El infierno del nacionalismo
Cuando parecía que el nacionalismo y las identidades nacionales eran ideologías del pasado, los políticos y gobernantes siguen recurriendo a ellas quizás por el gran rédito electoral que aún obtienen cuando sacuden sus marcadores. Sarkozy se ha preguntado estos días qué significa ser francés y se ha lanzado a una campaña para incrementar el orgullo de lo francés; Aminatou Haidar, con su huelga de hambre por un pasaporte que le lleve a su tierra, ha dado alas al nacionalismo saharaui; los suizos se apegan a sus montañas y desechan la altura de los minaretes; España, que es incapaz de consensuar la letra de un himno nacional, saca pecho con ”la roja” y con el resto de deportista de éxito; Cataluña se debate entre la sentencia del Constitucional, el referéndum y el pagesismo futbolero de Laporta; los murcianos reforzarán en su nuevo estatuto, según lo acordado por todas las fuerzas políticas, la identidad murciana; los vascos están ensayando la fórmula Patxi mientras que los nacionalistas parecen estar en cónclave; nuestra Castilla-La Mancha busca fortuna, no ya en la fecha de caducidad del trasvase sino en la cantidad de metros cúbicos de agua que hemos de asegurarnos. Y así podríamos seguir con muchos más ejemplos a escala planetaria donde la pertenencia a un territorio, que esgrime ciertas peculiaridades comunes entre las gentes que lo habitan, se convierte en el hecho más trascendental de la vida de esos individuos.
El nacionalismo, al igual que su vástago la nación, son términos con una enorme carga de subjetividad donde prima la experiencia sentimental y donde lo jurídico apenas si tiene cabida. No tiene sentido que los miembros del Tribunal Constitucional estén meses y meses examinando el pecado “nacional” catalán, igualmente extendido en otras comunidades autónomas, puesto que los altos jueces carecen de competencias en el ámbito emocional. Si Cataluña y los catalanes sienten que son una “nación”, y así lo exponen en su ley autonómica, están expresando una categoría de pertenencia sobre la que difícilmente se puede legislar, y más si es para negar o prohibir dicha pertenencia. El término nación abarca unos marcadores identitarios que pueden ser reales o inventados pero que son imposibles de categorizar en términos de legalidad o ilegalidad. Contrariamente a lo que se piensa, el uso de la palabra nación es bastante reciente y fue el movimiento romántico quien lo extendió en su búsqueda de territorios con genio y fuerza histórica, lo cual vino muy bien a los nuevos Estados en su aspiración de delimitar fronteras y organizar la vida ciudadana. Ateniéndonos a su significado originario, quizás en el mundo pueda haber entre cinco y ocho mil posibles naciones, mientras que estados o países no llegan a los doscientos.
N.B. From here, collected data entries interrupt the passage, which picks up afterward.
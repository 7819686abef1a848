use super::*;
use crate::foundation::core::VideoFormat;

fn temp_path(name: &str) -> std::path::PathBuf {
    std::env::temp_dir().join(format!(
        "reelforge_{name}_{}_{}.json",
        std::process::id(),
        std::time::SystemTime::now()
            .duration_since(std::time::UNIX_EPOCH)
            .unwrap()
            .as_nanos()
    ))
}

fn job(id: &str) -> Job {
    Job::new(id, "topic", VideoFormat::Shorts, 60.0)
}

#[test]
fn upsert_inserts_then_updates() {
    let path = temp_path("store_upsert");
    let store = JobStore::open(&path).unwrap();

    let mut j = job("a");
    store.upsert(&j).unwrap();
    assert_eq!(store.all().len(), 1);

    j.transition(JobStatus::Planning).unwrap();
    store.upsert(&j).unwrap();
    assert_eq!(store.all().len(), 1);
    assert_eq!(store.get("a").unwrap().status, JobStatus::Planning);

    std::fs::remove_file(&path).ok();
}

#[test]
fn history_survives_a_reopen() {
    let path = temp_path("store_reload");
    {
        let store = JobStore::open(&path).unwrap();
        store.upsert(&job("a")).unwrap();
        store.upsert(&job("b")).unwrap();
    }
    let reopened = JobStore::open(&path).unwrap();
    assert_eq!(reopened.all().len(), 2);
    assert!(reopened.get("b").is_some());

    std::fs::remove_file(&path).ok();
}

#[test]
fn stats_track_success_rate() {
    let path = temp_path("store_stats");
    let store = JobStore::open(&path).unwrap();

    let mut done = job("done");
    done.transition(JobStatus::Planning).unwrap();
    done.transition(JobStatus::CollectingAssets).unwrap();
    done.transition(JobStatus::Editing).unwrap();
    done.transition(JobStatus::Completed).unwrap();
    store.upsert(&done).unwrap();

    let mut failed = job("failed");
    failed.transition(JobStatus::Failed).unwrap();
    store.upsert(&failed).unwrap();

    store.upsert(&job("running")).unwrap();

    let stats = store.stats();
    assert_eq!(stats.total, 3);
    assert_eq!(stats.completed, 1);
    assert_eq!(stats.failed, 1);
    assert!((stats.success_rate() - 1.0 / 3.0).abs() < 1e-9);

    std::fs::remove_file(&path).ok();
}

#[test]
fn empty_stores_report_zero_success_rate() {
    let path = temp_path("store_empty");
    let store = JobStore::open(&path).unwrap();
    assert_eq!(store.stats(), JobStats::default());
    assert_eq!(store.stats().success_rate(), 0.0);
}

#[test]
fn corrupt_history_files_error_instead_of_clobbering() {
    let path = temp_path("store_corrupt");
    std::fs::write(&path, b"{definitely not json").unwrap();
    assert!(JobStore::open(&path).is_err());
    std::fs::remove_file(&path).ok();
}

#[test]
fn persisted_history_is_readable_json() {
    let path = temp_path("store_json");
    let store = JobStore::open(&path).unwrap();
    store.upsert(&job("a")).unwrap();

    let bytes = std::fs::read(&path).unwrap();
    let parsed: serde_json::Value = serde_json::from_slice(&bytes).unwrap();
    assert_eq!(parsed.as_array().unwrap().len(), 1);
    assert_eq!(parsed[0]["id"], "a");

    std::fs::remove_file(&path).ok();
}
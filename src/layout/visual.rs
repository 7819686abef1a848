//! Crop and zoom transforms, expressed as pure geometry.
//!
//! Everything here maps source dimensions (and, for the Ken Burns effect,
//! elapsed time) to crop rectangles in source-pixel space. No rendering
//! backend is involved, which keeps the math independently testable; the
//! ffmpeg renderer consumes these rectangles when it builds filter chains.

use kurbo::Rect;

use crate::foundation::core::Canvas;

/// Centered crop of the source that matches the canvas aspect ratio.
///
/// Whichever axis is in excess relative to the canvas aspect gets cropped;
/// the result is then resized to canvas resolution by the renderer.
pub fn aspect_fit_crop(src_width: u32, src_height: u32, canvas: Canvas) -> Rect {
    let sw = f64::from(src_width);
    let sh = f64::from(src_height);
    let src_aspect = sw / sh;
    let target_aspect = canvas.aspect();

    if src_aspect > target_aspect {
        // Source is wider: crop left/right.
        let new_w = sh * target_aspect;
        let x0 = (sw - new_w) / 2.0;
        Rect::new(x0, 0.0, x0 + new_w, sh)
    } else {
        // Source is taller: crop top/bottom.
        let new_h = sw / target_aspect;
        let y0 = (sh - new_h) / 2.0;
        Rect::new(0.0, y0, sw, y0 + new_h)
    }
}

/// Zoom factor at elapsed time `t` of a clip lasting `total_sec`.
///
/// Maps `t ∈ [0, total]` linearly onto `[1.0, ratio]`. Out-of-range times are
/// clamped; a non-positive total yields no zoom.
pub fn ken_burns_zoom(t_sec: f64, total_sec: f64, ratio: f64) -> f64 {
    if total_sec <= 0.0 || ratio <= 1.0 {
        return 1.0;
    }
    let progress = (t_sec / total_sec).clamp(0.0, 1.0);
    1.0 + (ratio - 1.0) * progress
}

/// Centered crop implementing a zoom of `factor` on a source frame: the
/// visible window shrinks to `1/factor` of the frame and is scaled back up to
/// full size by the renderer.
pub fn ken_burns_crop(src_width: u32, src_height: u32, factor: f64) -> Rect {
    let sw = f64::from(src_width);
    let sh = f64::from(src_height);
    let factor = factor.max(1.0);
    let w = sw / factor;
    let h = sh / factor;
    let x0 = (sw - w) / 2.0;
    let y0 = (sh - h) / 2.0;
    Rect::new(x0, y0, x0 + w, y0 + h)
}

#[cfg(test)]
#[path = "../../tests/unit/layout/visual.rs"]
mod tests;
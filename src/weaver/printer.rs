//! Renders proxy IR to source text.
//!
//! Layout is fixed: four-space indentation, braces of types and methods on
//! their own line, no blank lines between members, `) : T` return syntax.

use std::fmt::Write as _;

use super::ir::{Argument, Capture, Member, MethodNode, ProxyUnit, Stmt, TypeNode};
use crate::model::{Parameter, TypeKind, Visibility};

/// Renders a unit to text. Output always ends with a newline.
pub fn print(unit: &ProxyUnit) -> String {
    let mut printer = Printer::new();
    printer.print_unit(unit);
    printer.finish()
}

struct Printer {
    output: String,
    indent_level: usize,
    indent_str: &'static str,
}

impl Printer {
    fn new() -> Self {
        Self {
            output: String::new(),
            indent_level: 0,
            indent_str: "    ",
        }
    }

    fn finish(self) -> String {
        self.output
    }

    fn write(&mut self, s: &str) {
        self.output.push_str(s);
    }

    fn write_line(&mut self) {
        self.output.push('\n');
    }

    fn write_indent(&mut self) {
        for _ in 0..self.indent_level {
            self.output.push_str(self.indent_str);
        }
    }

    fn increase_indent(&mut self) {
        self.indent_level += 1;
    }

    fn decrease_indent(&mut self) {
        if self.indent_level > 0 {
            self.indent_level -= 1;
        }
    }

    /// Writes `text` as indented lines. Whitespace-only lines are written
    /// exactly as given, without indentation.
    fn write_block_text(&mut self, text: &str) {
        for line in text.split('\n') {
            if !line.trim().is_empty() {
                self.write_indent();
            }
            self.write(line);
            self.write_line();
        }
    }

    fn print_unit(&mut self, unit: &ProxyUnit) {
        self.write("<?php");
        self.write_line();
        self.write_line();
        if unit.strict_types {
            self.write("declare (strict_types=1);");
            self.write_line();
        }
        if !unit.banner.is_empty() {
            self.write_block_text(&unit.banner);
        }
        if let Some(ns) = &unit.namespace {
            let _ = write!(self.output, "namespace {};", ns);
            self.write_line();
        }
        self.write_line();
        self.print_type(&unit.decl);
    }

    fn print_type(&mut self, node: &TypeNode) {
        if node.is_abstract {
            self.write("abstract ");
        }
        if node.is_final {
            self.write("final ");
        }
        let _ = write!(self.output, "{} {}", node.kind, node.name);
        if !node.extends.is_empty() {
            let _ = write!(self.output, " extends {}", node.extends.join(", "));
        }
        if !node.implements.is_empty() && node.kind == TypeKind::Class {
            let _ = write!(self.output, " implements {}", node.implements.join(", "));
        }
        self.write_line();
        self.write("{");
        self.write_line();
        self.increase_indent();
        for name in &node.uses {
            self.write_indent();
            let _ = write!(self.output, "use {};", name);
            self.write_line();
        }
        for member in &node.members {
            self.print_member(member);
        }
        self.decrease_indent();
        self.write("}");
        self.write_line();
    }

    fn print_member(&mut self, member: &Member) {
        self.write_indent();
        match member {
            Member::Constant {
                visibility,
                name,
                value,
            } => {
                if let Some(v) = visibility {
                    let _ = write!(self.output, "{} ", v);
                }
                let _ = write!(self.output, "const {} = {};", name, value);
            }
            Member::Property {
                visibility,
                is_static,
                type_hint,
                name,
                default,
            } => {
                match visibility {
                    Some(v) => {
                        let _ = write!(self.output, "{} ", v);
                    }
                    None if !is_static => self.write("var "),
                    None => {}
                }
                if *is_static {
                    self.write("static ");
                }
                if let Some(t) = type_hint {
                    let _ = write!(self.output, "{} ", t);
                }
                let _ = write!(self.output, "${}", name);
                if let Some(d) = default {
                    let _ = write!(self.output, " = {}", d);
                }
                self.write(";");
            }
            Member::Method(method) => {
                self.print_method(method);
                return;
            }
        }
        self.write_line();
    }

    fn print_method(&mut self, method: &MethodNode) {
        self.write(&modifiers(
            method.visibility,
            method.is_static,
            method.is_abstract,
            method.is_final,
        ));
        let _ = write!(
            self.output,
            "function {}({})",
            method.name,
            parameter_list(&method.parameters)
        );
        if let Some(ret) = &method.return_type {
            let _ = write!(self.output, " : {}", ret);
        }
        match &method.body {
            None => {
                self.write(";");
                self.write_line();
            }
            Some(body) => {
                self.write_line();
                self.write_indent();
                self.write("{");
                self.write_line();
                self.increase_indent();
                for stmt in body {
                    self.print_stmt(stmt);
                }
                self.decrease_indent();
                self.write_indent();
                self.write("}");
                self.write_line();
            }
        }
    }

    fn print_stmt(&mut self, stmt: &Stmt) {
        match stmt {
            Stmt::Verbatim(text) => self.write_block_text(text),
            Stmt::HandleProperties => {
                self.write_indent();
                self.write("self::__handlePropertyHandler(__CLASS__);");
                self.write_line();
            }
            Stmt::ForwardToParent { arguments } => {
                self.write_indent();
                let _ = write!(
                    self.output,
                    "parent::__construct({});",
                    argument_list(arguments)
                );
                self.write_line();
            }
            Stmt::GuardedForwardToParent => {
                self.write_indent();
                self.write("if (method_exists(parent::class, '__construct')) {");
                self.write_line();
                self.increase_indent();
                self.write_indent();
                self.write("parent::__construct(...func_get_args());");
                self.write_line();
                self.decrease_indent();
                self.write_indent();
                self.write("}");
                self.write_line();
            }
            Stmt::Capture { variable, value } => {
                self.write_indent();
                let _ = write!(self.output, "${} = {};", variable, value.as_str());
                self.write_line();
            }
            Stmt::ProxyCall {
                scope,
                returns,
                captures,
                body,
            } => {
                self.write_indent();
                if *returns {
                    self.write("return ");
                }
                let _ = write!(
                    self.output,
                    "self::__proxyCall({}, __FUNCTION__, self::__getParamsMap(__CLASS__, __FUNCTION__, func_get_args()), function () use({}) {{",
                    scope.as_str(),
                    capture_list(captures)
                );
                self.write_line();
                self.increase_indent();
                for inner in body {
                    self.print_stmt(inner);
                }
                self.decrease_indent();
                self.write_indent();
                self.write("});");
                self.write_line();
            }
        }
    }
}

/// Modifier prefix in the order public, protected, private, static, abstract, final.
fn modifiers(
    visibility: Option<Visibility>,
    is_static: bool,
    is_abstract: bool,
    is_final: bool,
) -> String {
    let mut out = String::new();
    if let Some(v) = visibility {
        let _ = write!(out, "{} ", v);
    }
    if is_static {
        out.push_str("static ");
    }
    if is_abstract {
        out.push_str("abstract ");
    }
    if is_final {
        out.push_str("final ");
    }
    out
}

fn parameter_list(parameters: &[Parameter]) -> String {
    parameters
        .iter()
        .map(|p| {
            let mut out = String::new();
            if let Some(t) = &p.type_hint {
                let _ = write!(out, "{} ", t);
            }
            if p.by_ref {
                out.push('&');
            }
            if p.variadic {
                out.push_str("...");
            }
            let _ = write!(out, "${}", p.name);
            if let Some(d) = &p.default {
                let _ = write!(out, " = {}", d);
            }
            out
        })
        .collect::<Vec<_>>()
        .join(", ")
}

fn argument_list(arguments: &[Argument]) -> String {
    arguments
        .iter()
        .map(|a| {
            if a.spread {
                format!("...${}", a.name)
            } else {
                format!("${}", a.name)
            }
        })
        .collect::<Vec<_>>()
        .join(", ")
}

fn capture_list(captures: &[Capture]) -> String {
    captures
        .iter()
        .map(|c| {
            if c.by_ref {
                format!("&${}", c.name)
            } else {
                format!("${}", c.name)
            }
        })
        .collect::<Vec<_>>()
        .join(", ")
}

#[cfg(test)]
mod tests {
    use super::*;
    use crate::weaver::ir::MagicConstant;

    fn method(body: Option<Vec<Stmt>>) -> MethodNode {
        MethodNode {
            visibility: Some(Visibility::Public),
            is_static: false,
            is_abstract: false,
            is_final: false,
            name: "run".to_string(),
            parameters: vec![
                Parameter::typed("id", "int"),
                Parameter::typed("tags", "string").variadic(),
            ],
            return_type: Some("bool".to_string()),
            body,
        }
    }

    fn unit(members: Vec<Member>) -> ProxyUnit {
        ProxyUnit {
            strict_types: true,
            banner: String::new(),
            namespace: Some("App".to_string()),
            decl: TypeNode {
                kind: TypeKind::Class,
                name: "Foo".to_string(),
                is_abstract: false,
                is_final: false,
                extends: vec![],
                implements: vec![],
                uses: vec![],
                members,
            },
        }
    }

    #[test]
    fn modifiers_follow_fixed_order() {
        assert_eq!(
            modifiers(Some(Visibility::Protected), true, false, true),
            "protected static final "
        );
        assert_eq!(modifiers(None, false, false, false), "");
    }

    #[test]
    fn parameter_list_renders_all_forms() {
        let params = vec![
            Parameter::typed("a", "?int").with_default("null"),
            Parameter::new("b").by_ref(),
            Parameter::new("rest").variadic(),
        ];
        assert_eq!(parameter_list(&params), "?int $a = null, &$b, ...$rest");
    }

    #[test]
    fn signature_without_body_ends_with_semicolon() {
        let out = print(&unit(vec![Member::Method(method(None))]));
        assert!(out.contains("    public function run(int $id, string ...$tags) : bool;\n"));
    }

    #[test]
    fn verbatim_statements_keep_relative_indentation() {
        let body = vec![Stmt::Verbatim("if ($id) {\n    return true;\n}".to_string())];
        let out = print(&unit(vec![Member::Method(method(Some(body)))]));
        assert!(out.contains("        if ($id) {\n            return true;\n        }\n    }\n"));
    }

    #[test]
    fn whitespace_only_lines_inside_verbatim_text_are_kept() {
        let text = "$s = <<<EOT\r\n  \r\n\t\nEOT;";
        let body = vec![Stmt::Verbatim(text.to_string())];
        let out = print(&unit(vec![Member::Method(method(Some(body)))]));
        assert!(out.contains("        $s = <<<EOT\r\n  \r\n\t\n        EOT;\n"));
    }

    #[test]
    fn proxy_call_renders_closure_with_captures() {
        let body = vec![Stmt::ProxyCall {
            scope: MagicConstant::Class,
            returns: false,
            captures: vec![
                Capture {
                    name: "__function__".to_string(),
                    by_ref: false,
                },
                Capture {
                    name: "out".to_string(),
                    by_ref: true,
                },
            ],
            body: vec![Stmt::Verbatim("$out = 1;".to_string())],
        }];
        let out = print(&unit(vec![Member::Method(method(Some(body)))]));
        assert!(out.contains("function () use($__function__, &$out) {\n            $out = 1;\n        });\n"));
        assert!(out.contains("        self::__proxyCall(__CLASS__, __FUNCTION__,"));
    }

    #[test]
    fn properties_and_constants_print_verbatim() {
        let out = print(&unit(vec![
            Member::Constant {
                visibility: Some(Visibility::Public),
                name: "LIMIT".to_string(),
                value: "10".to_string(),
            },
            Member::Property {
                visibility: None,
                is_static: false,
                type_hint: None,
                name: "legacy".to_string(),
                default: None,
            },
            Member::Property {
                visibility: Some(Visibility::Protected),
                is_static: true,
                type_hint: Some("array".to_string()),
                name: "items".to_string(),
                default: Some("[]".to_string()),
            },
        ]));
        assert!(out.contains("    public const LIMIT = 10;\n"));
        assert!(out.contains("    var $legacy;\n"));
        assert!(out.contains("    protected static array $items = [];\n"));
    }

    #[test]
    fn header_omits_namespace_for_global_types() {
        let mut u = unit(vec![]);
        u.namespace = None;
        u.strict_types = false;
        assert_eq!(print(&u), "<?php\n\n\nclass Foo\n{\n}\n");
    }
}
Identificar naciones con estados es un error que la misma ONU –naciones unidas- rectifica al denominar a sus componentes “Estados” miembros.
Como somos adictos a los maniqueísmos, nos preguntamos sobre si el nacionalismo es cosa buena o, más bien, mala; mejor aún, ¿sirve para algo o es un invento para tenernos entretenidos? El nacionalismo, efectivamente, puede convertirse en un infierno y así lo hemos comprobado en la historia reciente. Basta recordar lo sucedido en los Balcanes, donde por atizar arbitrariamente las identidades nacionales entre croatas, bosnios y serbios, se llegó absurdamente al genocidio. En España, qué decir del nacionalismo etarra y de la imposible convivencia ciudadana en los pueblos y ciudades vascas, o de los catalanes que están, de nuevo, amojonando el territorio. El marco político del siglo XXI tiene que superar el tribalismo subyacente en todos los movimientos nacionalistas y abogar por la pluralidad y la libre adscripción a pertenencias sociales donde se prime el estar juntos. Sin embargo, y considerando cualquier nacionalismo como algo ex-temporáneo, creo que, a veces, la pasión y emoción por los lugares puede contribuir a mejorar la situación de esos territorios. Sinceramente, creo que a Castilla-La Mancha no le vendría mal una dosis identitaria y nacionalista, aunque sólo sea para hacerse más resistente a las agresiones del exterior. La aprobación con nota del estatuto podría ser un buen comienzo.